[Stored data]
--- START ---
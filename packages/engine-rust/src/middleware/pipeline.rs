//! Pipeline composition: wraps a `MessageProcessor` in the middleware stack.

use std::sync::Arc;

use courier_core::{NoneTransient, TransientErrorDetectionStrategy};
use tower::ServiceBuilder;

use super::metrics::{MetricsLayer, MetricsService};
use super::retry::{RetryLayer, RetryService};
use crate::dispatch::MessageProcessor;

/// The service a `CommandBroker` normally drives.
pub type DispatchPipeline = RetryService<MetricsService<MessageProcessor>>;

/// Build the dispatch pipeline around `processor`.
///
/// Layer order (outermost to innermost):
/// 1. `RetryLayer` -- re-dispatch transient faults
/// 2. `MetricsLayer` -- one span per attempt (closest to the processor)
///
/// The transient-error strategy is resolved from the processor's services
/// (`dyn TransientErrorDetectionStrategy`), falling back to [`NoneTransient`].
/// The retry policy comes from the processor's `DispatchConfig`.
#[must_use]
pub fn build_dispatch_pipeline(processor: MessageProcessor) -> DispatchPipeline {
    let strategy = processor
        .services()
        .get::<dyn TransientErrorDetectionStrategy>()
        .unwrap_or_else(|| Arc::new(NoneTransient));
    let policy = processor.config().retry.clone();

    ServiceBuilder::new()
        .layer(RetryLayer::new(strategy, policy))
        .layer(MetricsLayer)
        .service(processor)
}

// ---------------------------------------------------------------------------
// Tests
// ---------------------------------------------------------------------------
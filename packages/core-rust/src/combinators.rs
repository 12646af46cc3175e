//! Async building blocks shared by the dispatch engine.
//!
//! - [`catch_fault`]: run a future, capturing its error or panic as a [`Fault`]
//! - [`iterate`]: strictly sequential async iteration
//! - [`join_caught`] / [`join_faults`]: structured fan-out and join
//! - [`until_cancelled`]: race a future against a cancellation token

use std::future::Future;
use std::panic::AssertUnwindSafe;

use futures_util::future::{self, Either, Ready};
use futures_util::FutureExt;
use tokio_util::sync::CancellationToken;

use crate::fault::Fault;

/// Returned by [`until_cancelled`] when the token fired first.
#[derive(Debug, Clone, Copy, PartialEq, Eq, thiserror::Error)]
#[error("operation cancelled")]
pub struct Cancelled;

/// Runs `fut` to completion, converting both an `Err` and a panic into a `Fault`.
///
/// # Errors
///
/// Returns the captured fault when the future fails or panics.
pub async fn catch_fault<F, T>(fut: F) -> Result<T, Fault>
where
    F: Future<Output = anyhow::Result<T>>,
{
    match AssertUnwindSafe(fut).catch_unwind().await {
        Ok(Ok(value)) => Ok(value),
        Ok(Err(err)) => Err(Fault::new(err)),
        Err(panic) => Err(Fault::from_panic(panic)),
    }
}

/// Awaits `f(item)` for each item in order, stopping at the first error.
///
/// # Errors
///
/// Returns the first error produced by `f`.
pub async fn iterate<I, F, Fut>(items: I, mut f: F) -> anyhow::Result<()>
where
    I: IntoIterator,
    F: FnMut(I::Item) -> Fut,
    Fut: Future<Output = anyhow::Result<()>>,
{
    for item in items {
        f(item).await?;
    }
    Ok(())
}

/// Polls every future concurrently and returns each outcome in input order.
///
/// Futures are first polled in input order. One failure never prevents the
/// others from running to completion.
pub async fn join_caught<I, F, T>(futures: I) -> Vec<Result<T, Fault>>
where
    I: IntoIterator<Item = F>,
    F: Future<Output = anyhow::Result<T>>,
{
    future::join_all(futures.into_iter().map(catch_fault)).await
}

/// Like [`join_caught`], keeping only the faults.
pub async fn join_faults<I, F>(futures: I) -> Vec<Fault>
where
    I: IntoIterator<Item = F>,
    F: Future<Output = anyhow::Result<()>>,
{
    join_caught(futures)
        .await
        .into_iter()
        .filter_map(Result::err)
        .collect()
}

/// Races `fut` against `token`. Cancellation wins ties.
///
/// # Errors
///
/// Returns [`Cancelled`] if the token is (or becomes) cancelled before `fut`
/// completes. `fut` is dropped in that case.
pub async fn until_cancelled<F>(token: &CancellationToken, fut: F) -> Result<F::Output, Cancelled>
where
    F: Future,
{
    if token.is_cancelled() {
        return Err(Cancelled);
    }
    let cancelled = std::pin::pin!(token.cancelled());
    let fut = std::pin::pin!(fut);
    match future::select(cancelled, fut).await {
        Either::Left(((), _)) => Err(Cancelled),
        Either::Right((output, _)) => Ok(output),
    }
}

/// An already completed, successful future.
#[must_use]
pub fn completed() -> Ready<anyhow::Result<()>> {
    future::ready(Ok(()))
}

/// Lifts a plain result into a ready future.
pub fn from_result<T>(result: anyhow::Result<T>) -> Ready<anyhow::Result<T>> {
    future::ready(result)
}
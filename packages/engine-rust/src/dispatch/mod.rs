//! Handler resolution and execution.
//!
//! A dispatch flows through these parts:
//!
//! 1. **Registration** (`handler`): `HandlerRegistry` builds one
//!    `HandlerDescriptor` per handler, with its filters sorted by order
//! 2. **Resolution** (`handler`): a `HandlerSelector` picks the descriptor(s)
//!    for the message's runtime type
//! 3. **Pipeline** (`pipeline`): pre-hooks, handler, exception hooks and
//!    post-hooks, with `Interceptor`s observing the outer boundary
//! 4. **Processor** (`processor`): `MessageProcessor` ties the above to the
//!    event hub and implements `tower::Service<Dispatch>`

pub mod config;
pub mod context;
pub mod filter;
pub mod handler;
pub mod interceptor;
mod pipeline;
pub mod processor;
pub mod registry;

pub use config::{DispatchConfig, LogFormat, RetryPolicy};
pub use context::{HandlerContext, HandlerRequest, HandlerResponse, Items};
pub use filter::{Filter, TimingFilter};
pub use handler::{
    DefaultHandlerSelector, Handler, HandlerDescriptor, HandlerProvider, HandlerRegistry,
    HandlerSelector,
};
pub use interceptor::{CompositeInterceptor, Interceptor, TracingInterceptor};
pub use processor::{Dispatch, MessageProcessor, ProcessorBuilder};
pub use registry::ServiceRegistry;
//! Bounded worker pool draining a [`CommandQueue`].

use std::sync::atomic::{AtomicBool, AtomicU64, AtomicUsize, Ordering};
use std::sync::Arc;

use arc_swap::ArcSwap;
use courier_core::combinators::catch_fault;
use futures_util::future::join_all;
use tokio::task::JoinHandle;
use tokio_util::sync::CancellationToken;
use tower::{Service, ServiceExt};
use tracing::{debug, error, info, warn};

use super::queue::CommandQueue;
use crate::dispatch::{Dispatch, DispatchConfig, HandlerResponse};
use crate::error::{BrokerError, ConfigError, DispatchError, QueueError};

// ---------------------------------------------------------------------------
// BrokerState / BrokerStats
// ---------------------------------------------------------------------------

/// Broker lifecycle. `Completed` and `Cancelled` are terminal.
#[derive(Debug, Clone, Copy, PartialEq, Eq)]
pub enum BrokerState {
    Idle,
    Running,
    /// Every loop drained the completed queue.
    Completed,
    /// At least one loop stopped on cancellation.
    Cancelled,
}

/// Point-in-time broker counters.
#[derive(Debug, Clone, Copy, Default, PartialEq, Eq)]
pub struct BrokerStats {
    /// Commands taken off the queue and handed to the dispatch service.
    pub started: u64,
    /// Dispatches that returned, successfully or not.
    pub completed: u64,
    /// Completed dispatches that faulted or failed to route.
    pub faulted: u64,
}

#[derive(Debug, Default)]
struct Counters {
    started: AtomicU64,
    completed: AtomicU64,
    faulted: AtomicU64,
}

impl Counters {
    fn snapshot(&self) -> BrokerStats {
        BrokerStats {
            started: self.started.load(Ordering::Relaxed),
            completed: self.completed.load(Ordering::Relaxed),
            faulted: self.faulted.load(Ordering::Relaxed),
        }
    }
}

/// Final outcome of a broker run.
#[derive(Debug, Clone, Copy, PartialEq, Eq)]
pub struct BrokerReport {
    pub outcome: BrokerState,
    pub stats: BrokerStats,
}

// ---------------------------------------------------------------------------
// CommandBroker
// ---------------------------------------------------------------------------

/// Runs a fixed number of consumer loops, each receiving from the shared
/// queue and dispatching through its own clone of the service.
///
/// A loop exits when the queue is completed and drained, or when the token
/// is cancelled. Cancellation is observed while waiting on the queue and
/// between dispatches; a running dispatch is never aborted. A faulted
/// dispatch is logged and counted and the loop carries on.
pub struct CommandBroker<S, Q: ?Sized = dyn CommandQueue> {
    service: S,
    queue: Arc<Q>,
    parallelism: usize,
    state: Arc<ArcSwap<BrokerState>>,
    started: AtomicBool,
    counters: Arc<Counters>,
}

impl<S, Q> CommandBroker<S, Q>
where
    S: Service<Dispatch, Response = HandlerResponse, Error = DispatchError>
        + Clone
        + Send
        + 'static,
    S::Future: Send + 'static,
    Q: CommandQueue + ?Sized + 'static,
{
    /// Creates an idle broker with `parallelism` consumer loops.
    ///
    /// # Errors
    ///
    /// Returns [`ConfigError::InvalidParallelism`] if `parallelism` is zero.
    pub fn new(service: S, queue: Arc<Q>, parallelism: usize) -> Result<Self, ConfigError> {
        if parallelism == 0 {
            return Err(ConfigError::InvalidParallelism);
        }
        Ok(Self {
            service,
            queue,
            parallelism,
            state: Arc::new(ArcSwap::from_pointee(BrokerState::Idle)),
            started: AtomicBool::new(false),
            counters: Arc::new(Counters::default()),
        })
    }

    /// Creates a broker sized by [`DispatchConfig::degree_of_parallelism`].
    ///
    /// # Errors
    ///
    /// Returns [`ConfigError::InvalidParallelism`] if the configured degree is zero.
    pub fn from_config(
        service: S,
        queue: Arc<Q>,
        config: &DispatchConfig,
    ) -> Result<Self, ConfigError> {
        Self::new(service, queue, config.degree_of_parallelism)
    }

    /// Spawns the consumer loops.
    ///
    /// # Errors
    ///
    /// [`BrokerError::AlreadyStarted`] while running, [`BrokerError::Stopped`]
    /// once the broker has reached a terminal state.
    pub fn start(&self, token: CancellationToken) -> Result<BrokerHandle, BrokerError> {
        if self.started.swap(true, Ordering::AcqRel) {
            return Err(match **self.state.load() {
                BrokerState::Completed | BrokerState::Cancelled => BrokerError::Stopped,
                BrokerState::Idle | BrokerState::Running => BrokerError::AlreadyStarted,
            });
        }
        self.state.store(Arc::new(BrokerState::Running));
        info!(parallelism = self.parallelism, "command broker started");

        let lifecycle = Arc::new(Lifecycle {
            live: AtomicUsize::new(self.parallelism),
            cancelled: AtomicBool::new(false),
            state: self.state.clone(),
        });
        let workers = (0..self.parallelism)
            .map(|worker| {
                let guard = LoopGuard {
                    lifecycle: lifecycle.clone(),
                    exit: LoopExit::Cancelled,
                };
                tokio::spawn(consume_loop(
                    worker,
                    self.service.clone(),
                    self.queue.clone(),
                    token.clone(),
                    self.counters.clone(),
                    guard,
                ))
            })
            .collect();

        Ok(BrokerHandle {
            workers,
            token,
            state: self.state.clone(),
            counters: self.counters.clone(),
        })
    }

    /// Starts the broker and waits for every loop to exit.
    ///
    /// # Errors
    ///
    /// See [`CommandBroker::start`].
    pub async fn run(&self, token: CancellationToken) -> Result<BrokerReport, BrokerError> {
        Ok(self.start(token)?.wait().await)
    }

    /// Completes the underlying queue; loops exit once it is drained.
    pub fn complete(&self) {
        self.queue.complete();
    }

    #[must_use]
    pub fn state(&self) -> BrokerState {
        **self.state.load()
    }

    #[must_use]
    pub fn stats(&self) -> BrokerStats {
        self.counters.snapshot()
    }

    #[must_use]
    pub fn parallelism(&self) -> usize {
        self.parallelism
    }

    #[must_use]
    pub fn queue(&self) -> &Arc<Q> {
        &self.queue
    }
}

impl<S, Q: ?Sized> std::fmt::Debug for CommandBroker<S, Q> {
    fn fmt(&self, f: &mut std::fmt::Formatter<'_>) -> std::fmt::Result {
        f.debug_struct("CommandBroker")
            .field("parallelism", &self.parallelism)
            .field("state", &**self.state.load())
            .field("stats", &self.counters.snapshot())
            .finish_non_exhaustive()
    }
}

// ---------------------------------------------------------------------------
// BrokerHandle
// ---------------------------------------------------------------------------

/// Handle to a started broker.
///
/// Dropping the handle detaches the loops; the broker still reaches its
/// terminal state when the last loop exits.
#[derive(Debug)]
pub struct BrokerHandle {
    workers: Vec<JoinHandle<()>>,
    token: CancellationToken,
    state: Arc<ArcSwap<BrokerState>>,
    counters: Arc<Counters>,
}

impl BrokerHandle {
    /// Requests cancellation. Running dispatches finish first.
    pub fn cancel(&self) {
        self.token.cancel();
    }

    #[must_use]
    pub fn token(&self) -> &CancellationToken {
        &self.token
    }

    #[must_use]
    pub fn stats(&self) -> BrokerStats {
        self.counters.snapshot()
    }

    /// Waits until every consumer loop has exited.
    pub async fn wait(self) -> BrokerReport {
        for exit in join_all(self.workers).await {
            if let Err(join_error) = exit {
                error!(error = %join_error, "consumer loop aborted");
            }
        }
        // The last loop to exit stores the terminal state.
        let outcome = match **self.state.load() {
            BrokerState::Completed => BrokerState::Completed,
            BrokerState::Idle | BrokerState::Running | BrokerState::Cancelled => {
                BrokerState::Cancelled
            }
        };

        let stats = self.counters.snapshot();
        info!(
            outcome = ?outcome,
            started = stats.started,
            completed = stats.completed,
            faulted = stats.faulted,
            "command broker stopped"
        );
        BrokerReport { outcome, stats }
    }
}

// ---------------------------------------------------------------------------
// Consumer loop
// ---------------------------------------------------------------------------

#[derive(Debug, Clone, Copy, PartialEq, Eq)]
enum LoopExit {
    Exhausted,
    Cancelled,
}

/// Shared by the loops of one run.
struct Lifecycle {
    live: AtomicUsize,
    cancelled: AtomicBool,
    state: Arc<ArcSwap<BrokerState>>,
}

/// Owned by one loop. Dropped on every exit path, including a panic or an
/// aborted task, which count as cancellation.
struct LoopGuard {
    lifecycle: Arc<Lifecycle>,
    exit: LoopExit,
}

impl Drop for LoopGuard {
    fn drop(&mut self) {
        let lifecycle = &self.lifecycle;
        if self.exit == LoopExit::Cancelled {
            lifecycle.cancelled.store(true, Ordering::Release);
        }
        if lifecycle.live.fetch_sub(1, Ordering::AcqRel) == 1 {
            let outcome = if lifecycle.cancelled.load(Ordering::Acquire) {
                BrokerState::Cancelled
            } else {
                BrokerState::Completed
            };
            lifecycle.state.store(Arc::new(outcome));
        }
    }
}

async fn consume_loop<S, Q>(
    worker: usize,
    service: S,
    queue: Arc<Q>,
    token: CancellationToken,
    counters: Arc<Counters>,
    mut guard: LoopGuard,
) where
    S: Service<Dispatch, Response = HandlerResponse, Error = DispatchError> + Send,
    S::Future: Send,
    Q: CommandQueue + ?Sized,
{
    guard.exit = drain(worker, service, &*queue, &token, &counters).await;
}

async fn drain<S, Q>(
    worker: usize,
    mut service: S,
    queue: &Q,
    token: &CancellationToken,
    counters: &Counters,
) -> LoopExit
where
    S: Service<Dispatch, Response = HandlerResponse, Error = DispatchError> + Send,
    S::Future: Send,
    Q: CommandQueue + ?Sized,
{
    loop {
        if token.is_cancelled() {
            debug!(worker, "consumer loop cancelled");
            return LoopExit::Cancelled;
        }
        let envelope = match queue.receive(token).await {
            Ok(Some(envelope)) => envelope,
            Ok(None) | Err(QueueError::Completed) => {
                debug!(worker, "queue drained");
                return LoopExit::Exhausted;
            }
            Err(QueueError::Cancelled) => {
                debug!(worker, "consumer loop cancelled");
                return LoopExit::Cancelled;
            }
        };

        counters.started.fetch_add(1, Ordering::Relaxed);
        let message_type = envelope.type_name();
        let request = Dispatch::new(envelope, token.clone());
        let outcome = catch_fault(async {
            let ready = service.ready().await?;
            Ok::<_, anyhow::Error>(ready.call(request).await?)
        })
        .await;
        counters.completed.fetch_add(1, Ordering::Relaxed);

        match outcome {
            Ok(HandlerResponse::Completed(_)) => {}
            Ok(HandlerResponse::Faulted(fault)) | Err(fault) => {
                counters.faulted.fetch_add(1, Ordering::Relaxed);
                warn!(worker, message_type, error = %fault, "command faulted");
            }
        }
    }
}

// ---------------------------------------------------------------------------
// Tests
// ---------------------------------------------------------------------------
--- END ---
Work item
A single figure is required: the number of lines in the entries that hold the string "never".

Output for this exercise
2